- What to do
Could you filter the records below down to the lines that include the word "queue"?

*** Opening Data section ***

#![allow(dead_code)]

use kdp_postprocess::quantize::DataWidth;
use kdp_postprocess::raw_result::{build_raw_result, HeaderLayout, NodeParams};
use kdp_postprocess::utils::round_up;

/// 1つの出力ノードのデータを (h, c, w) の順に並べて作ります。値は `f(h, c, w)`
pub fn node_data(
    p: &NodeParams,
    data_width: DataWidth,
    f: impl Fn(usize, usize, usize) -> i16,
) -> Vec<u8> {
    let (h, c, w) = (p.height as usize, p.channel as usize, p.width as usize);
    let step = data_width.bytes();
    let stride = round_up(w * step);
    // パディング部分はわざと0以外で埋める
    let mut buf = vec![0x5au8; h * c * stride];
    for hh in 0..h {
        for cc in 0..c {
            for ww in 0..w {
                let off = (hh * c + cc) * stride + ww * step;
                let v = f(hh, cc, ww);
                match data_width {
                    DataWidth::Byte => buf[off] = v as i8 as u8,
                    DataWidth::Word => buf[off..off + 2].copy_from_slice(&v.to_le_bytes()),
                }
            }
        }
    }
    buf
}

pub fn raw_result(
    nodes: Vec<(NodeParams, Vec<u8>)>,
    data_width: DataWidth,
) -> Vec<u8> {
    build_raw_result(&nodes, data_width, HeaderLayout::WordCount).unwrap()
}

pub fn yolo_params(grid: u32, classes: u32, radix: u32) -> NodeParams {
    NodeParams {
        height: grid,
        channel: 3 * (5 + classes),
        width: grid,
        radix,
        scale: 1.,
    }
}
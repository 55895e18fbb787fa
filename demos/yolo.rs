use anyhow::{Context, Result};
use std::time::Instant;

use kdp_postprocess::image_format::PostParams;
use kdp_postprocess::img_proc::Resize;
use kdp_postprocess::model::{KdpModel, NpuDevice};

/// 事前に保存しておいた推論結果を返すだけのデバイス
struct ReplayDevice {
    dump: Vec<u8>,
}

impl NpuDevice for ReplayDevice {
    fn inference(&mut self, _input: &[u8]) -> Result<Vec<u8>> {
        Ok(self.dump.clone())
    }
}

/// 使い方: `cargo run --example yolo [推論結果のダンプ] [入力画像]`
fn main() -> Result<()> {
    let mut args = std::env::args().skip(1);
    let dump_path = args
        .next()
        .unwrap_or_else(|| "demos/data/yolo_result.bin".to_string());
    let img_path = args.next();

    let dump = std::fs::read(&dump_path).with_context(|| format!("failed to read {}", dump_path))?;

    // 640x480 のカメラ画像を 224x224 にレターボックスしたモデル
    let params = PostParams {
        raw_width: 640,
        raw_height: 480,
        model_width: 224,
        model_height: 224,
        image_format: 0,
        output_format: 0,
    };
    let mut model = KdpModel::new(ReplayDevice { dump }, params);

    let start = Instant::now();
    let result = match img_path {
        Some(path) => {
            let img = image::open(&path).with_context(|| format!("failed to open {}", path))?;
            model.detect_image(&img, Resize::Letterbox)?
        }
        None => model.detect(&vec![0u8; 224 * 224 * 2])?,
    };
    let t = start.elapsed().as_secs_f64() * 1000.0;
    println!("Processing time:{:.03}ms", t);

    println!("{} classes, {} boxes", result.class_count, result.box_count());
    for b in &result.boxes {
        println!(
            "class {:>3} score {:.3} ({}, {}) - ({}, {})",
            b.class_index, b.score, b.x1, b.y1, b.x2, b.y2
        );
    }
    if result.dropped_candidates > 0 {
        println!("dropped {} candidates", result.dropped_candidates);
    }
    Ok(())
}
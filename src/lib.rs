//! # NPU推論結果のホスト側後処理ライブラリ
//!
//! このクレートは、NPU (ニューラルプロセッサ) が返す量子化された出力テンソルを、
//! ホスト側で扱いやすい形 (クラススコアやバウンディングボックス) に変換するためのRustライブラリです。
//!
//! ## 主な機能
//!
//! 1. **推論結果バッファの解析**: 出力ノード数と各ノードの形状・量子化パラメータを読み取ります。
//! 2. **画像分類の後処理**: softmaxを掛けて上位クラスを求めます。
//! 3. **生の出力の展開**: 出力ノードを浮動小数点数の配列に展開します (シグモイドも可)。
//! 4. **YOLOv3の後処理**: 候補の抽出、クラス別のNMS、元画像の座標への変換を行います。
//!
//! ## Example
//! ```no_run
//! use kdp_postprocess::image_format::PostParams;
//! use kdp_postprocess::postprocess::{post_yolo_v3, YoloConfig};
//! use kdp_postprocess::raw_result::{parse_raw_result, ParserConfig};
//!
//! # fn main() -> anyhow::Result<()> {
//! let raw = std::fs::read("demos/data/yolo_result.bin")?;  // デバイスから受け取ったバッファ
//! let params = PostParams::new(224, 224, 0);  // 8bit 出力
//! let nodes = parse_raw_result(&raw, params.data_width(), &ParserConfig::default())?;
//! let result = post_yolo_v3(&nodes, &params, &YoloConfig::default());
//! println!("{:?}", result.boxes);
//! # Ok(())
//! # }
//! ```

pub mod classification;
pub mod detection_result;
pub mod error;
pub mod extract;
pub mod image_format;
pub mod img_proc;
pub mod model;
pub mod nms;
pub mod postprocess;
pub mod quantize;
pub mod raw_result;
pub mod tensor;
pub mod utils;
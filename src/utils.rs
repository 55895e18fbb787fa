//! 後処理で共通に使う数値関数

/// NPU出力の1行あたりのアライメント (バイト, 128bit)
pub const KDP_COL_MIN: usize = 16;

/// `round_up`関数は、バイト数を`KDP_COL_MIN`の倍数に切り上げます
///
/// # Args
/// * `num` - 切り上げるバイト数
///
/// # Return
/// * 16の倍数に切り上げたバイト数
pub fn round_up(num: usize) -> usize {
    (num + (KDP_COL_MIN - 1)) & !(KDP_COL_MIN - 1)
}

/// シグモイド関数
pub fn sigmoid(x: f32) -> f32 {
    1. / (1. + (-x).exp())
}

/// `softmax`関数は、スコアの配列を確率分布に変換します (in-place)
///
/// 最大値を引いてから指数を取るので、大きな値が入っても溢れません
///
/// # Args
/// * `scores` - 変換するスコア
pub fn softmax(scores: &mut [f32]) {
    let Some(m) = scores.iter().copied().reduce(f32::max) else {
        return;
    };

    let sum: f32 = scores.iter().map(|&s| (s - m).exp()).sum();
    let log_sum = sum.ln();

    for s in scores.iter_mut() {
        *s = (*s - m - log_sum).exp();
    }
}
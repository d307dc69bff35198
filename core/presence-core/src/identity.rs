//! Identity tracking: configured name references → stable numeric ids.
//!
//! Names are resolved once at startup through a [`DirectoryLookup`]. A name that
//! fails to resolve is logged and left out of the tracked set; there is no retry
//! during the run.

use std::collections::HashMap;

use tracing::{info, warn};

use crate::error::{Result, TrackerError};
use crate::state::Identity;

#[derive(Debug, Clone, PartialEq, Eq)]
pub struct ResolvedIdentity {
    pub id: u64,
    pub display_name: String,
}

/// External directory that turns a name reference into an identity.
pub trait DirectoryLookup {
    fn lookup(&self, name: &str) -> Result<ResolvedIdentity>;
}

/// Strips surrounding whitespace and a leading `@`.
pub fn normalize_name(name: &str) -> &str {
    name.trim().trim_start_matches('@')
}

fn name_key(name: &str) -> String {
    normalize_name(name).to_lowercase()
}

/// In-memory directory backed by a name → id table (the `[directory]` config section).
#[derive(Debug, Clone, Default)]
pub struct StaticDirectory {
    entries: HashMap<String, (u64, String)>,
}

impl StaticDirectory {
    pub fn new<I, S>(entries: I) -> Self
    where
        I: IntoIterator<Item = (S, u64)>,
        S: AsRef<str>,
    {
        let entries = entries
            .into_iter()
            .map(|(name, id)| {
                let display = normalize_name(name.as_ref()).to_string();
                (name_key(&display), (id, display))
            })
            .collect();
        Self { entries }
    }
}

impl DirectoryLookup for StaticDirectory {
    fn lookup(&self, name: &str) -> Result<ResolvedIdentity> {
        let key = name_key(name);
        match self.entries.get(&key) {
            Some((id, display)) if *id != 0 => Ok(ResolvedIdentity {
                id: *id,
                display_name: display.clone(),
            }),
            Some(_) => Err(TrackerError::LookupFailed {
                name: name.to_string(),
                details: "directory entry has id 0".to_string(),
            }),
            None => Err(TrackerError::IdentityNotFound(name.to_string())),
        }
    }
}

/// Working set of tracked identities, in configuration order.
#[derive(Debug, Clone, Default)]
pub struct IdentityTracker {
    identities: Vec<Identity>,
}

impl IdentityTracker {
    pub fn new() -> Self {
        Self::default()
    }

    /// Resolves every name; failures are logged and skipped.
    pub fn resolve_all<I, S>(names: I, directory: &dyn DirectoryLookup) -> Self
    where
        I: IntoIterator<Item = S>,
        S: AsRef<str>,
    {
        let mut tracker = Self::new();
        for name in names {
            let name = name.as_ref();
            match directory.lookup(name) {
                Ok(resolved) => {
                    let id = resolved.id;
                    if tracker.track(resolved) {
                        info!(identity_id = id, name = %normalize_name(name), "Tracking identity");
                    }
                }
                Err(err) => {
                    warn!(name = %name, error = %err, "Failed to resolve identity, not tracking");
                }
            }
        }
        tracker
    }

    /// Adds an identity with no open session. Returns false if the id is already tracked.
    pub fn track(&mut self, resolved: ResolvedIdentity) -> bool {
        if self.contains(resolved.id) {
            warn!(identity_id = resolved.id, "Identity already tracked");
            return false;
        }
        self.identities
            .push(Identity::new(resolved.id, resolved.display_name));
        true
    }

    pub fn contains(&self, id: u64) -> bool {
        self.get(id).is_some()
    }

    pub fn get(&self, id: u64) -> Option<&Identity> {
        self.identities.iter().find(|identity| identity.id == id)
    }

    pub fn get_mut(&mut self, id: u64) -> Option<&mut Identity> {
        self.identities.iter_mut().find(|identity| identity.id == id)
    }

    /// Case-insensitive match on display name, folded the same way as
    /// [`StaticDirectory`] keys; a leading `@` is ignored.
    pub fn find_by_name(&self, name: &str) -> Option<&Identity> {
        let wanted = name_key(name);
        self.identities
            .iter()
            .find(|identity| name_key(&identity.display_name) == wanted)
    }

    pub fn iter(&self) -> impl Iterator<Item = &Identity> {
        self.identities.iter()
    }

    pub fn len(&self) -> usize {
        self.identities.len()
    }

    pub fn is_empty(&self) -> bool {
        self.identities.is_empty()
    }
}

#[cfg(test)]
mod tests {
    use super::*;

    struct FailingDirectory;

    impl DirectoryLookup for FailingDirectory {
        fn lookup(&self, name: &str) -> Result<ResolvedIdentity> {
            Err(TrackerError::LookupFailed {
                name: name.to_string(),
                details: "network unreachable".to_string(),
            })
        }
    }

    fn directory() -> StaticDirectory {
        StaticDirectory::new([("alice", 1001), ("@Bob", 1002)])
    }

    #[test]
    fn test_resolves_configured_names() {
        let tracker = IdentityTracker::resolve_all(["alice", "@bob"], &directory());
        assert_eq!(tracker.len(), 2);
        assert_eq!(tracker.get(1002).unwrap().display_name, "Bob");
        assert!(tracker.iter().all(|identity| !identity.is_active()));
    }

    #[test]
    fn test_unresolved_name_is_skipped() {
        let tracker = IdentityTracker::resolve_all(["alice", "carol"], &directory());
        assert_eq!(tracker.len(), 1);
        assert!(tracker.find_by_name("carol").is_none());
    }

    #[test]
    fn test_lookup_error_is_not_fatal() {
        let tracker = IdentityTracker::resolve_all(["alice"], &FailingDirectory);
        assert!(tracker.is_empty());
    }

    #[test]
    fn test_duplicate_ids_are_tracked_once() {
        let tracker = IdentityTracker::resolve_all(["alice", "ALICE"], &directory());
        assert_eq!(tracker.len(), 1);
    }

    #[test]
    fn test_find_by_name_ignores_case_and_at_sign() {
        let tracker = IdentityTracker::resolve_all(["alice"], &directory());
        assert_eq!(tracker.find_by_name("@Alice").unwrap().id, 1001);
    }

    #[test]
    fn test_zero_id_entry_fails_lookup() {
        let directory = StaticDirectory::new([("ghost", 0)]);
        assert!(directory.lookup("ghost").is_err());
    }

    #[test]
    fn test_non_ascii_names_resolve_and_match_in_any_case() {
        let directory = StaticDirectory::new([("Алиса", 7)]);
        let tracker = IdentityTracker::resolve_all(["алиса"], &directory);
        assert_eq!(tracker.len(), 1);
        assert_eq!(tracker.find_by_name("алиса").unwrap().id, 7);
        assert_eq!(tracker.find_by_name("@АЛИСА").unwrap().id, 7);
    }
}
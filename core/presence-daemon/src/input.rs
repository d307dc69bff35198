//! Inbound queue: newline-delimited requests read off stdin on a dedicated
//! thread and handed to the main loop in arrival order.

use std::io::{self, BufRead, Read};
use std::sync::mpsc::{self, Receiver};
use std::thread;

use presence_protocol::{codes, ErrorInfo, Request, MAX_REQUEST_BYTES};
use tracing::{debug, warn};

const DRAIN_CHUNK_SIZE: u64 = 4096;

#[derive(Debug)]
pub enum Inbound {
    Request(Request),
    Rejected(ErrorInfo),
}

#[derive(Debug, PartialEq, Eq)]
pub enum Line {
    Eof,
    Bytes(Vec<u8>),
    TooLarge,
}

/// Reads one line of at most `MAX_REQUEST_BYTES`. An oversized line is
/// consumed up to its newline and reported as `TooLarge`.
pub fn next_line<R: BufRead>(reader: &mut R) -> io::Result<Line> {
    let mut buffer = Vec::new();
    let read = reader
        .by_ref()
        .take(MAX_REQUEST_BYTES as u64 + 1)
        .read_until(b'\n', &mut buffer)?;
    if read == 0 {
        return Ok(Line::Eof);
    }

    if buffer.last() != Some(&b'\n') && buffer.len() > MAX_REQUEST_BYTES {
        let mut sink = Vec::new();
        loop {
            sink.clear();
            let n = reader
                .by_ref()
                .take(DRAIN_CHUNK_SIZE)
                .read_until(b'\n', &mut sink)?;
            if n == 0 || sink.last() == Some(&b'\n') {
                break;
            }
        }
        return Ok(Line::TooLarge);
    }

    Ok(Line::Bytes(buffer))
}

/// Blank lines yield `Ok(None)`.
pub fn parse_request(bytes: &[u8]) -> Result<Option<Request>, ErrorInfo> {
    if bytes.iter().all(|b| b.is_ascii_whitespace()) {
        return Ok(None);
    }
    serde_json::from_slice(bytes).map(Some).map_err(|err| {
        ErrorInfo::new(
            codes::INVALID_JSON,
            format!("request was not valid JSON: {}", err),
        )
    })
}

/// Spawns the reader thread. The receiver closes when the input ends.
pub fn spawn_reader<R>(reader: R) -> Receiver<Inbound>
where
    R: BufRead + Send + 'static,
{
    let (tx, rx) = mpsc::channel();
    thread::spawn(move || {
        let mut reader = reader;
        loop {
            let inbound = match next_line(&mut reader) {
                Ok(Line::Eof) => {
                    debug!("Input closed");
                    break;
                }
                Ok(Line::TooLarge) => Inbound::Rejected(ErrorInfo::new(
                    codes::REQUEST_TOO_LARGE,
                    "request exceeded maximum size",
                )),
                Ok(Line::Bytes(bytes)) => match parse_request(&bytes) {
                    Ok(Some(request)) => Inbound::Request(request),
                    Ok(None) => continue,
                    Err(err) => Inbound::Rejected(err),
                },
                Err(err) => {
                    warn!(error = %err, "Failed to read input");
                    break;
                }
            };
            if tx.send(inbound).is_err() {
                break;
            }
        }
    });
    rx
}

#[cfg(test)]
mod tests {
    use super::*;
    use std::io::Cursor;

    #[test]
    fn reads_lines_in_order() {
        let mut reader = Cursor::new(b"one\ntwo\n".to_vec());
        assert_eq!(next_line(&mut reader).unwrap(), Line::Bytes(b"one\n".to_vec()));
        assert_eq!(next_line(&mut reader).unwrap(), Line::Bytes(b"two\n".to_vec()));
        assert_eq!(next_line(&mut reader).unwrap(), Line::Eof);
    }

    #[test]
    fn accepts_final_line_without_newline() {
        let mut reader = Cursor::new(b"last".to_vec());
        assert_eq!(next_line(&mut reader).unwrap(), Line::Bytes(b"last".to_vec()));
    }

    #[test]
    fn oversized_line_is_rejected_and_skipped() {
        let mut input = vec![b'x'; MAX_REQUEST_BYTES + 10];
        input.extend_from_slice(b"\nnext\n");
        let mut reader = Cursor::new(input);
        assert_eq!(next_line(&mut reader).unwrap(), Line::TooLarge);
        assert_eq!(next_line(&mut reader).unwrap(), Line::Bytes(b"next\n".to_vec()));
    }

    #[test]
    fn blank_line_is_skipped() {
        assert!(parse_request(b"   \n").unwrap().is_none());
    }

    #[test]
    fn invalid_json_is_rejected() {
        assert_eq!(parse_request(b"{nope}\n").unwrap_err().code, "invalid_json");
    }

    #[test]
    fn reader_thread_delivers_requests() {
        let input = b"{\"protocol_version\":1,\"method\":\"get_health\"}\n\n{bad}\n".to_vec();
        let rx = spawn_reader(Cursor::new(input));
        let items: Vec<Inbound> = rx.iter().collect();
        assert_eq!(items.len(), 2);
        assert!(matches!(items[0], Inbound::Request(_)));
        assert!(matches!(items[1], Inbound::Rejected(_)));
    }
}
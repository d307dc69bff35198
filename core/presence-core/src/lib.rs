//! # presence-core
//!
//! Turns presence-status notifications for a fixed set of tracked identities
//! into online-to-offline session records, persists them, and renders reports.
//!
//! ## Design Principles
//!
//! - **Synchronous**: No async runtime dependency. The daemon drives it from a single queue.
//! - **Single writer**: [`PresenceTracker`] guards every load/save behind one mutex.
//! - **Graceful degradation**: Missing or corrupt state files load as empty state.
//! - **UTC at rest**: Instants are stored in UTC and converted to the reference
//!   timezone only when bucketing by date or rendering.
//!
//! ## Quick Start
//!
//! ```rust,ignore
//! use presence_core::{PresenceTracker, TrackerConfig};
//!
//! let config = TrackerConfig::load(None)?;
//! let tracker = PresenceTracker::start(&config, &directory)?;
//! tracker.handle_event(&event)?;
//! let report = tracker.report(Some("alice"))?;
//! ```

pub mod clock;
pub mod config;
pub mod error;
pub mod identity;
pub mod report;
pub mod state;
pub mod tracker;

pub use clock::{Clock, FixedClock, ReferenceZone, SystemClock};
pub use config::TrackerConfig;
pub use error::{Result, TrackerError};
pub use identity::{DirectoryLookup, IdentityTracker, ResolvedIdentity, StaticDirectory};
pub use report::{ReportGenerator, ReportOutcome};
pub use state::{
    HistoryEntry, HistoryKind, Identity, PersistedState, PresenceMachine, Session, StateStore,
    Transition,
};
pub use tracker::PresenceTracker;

*** Closing Data section ***

- Result of the exercise
//! Inbound queue: newline-delimited requests read off stdin on a dedicated
//! - **Synchronous**: No async runtime dependency. The daemon drives it from a single queue.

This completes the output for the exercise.